A group of Antarctic-bound expeditioners have traded in their hi-vis for hospital scrubs over a fortnight of unique surgical training.
The lay surgical assistant (LSA) course is a world-leading program, designed to upskill tradespeople to support Australia’s Antarctic station doctors in the event of a medical emergency.
Course convenor and specialist anaesthetist Dr Chris Wilde said the program was held twice a year.
“It’s a two-week course with eight participants, where we take expeditioners and train them up to be anaesthetic assistants and surgical assistants,” Dr Wilde said.
“The Australia Antarctic Division operates with just one doctor on each station over winter, and if surgery is required, there are trained assistants from the expedition crew to assist the doctor to give an anaesthetic, conduct surgery, and safely wake up the patient at the end.”
The course culminates with a mock scenario in an operating theatre at the Royal Hobart Hospital.
“We have a whole day of simulation where they use their new skills and we run through anaesthetising and operating, on the ‘patient’ who has appendicitis,” Dr Wilde said.
Casey research station summer Doctor Jan Wallace said the day was a good chance for the team to work together before going south.

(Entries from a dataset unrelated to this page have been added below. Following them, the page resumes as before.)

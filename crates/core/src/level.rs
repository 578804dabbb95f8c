// SPDX-License-Identifier: BUSL-1.1
// Copyright (c) 2026 Alfred Jean LLC

//! Log levels for the reserved `fluxion.log.<level>` tag namespace.

use serde::{Deserialize, Serialize};

/// Tag prefix under which engine- and plugin-emitted log events travel.
pub const LOG_TAG_PREFIX: &str = "fluxion.log";

/// Severity of a pipeline-visible log event.
#[derive(
    Debug, Clone, Copy, PartialEq, Eq, PartialOrd, Ord, Hash, Serialize, Deserialize,
)]
#[serde(rename_all = "lowercase")]
pub enum LogLevel {
    Debug,
    Info,
    Notice,
    Warning,
    Error,
    Critical,
}

impl LogLevel {
    pub fn as_str(self) -> &'static str {
        match self {
            LogLevel::Debug => "debug",
            LogLevel::Info => "info",
            LogLevel::Notice => "notice",
            LogLevel::Warning => "warning",
            LogLevel::Error => "error",
            LogLevel::Critical => "critical",
        }
    }
}

impl std::fmt::Display for LogLevel {
    fn fmt(&self, f: &mut std::fmt::Formatter<'_>) -> std::fmt::Result {
        f.write_str(self.as_str())
    }
}

/// Full tag for a log event at the given level, e.g. `fluxion.log.warning`.
pub fn log_tag(level: LogLevel) -> String {
    format!("{}.{}", LOG_TAG_PREFIX, level)
}

#[cfg(test)]
#[path = "level_tests.rs"]
mod tests;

“It was a very impressive performance from all the teams. I’m really happy that I’m going down with such a high level of skill with my LSAs this year,” Dr Wallace said.
Back on the tools
Davis research station plumber Shane Bilston is happy to be back in scrubs.
“I’ve done it once before. It’s just such a great opportunity and really helpful if something goes wrong,” Mr Bilston said.
He also sees some interesting comparisons with his regular job.
“The body has a circulating system like water, it has a waste system, and it has a ventilation system, all the things that we work on.”
It’s a new experience for Casey plumber Bill Merrick.
“I was approached for the role and I put my hand up straight away. I knew it was a really good role to be involved with and I’ve loved every minute of it. The last two weeks has been absolutely wonderful,” he said.
The LSA course for nearly 40 years and is a partnership between the Australian Antarctic Division, The University of Tasmania and The Tasmanian Health Service, through the Centre for Remote and Maritime Medicine (CARMM).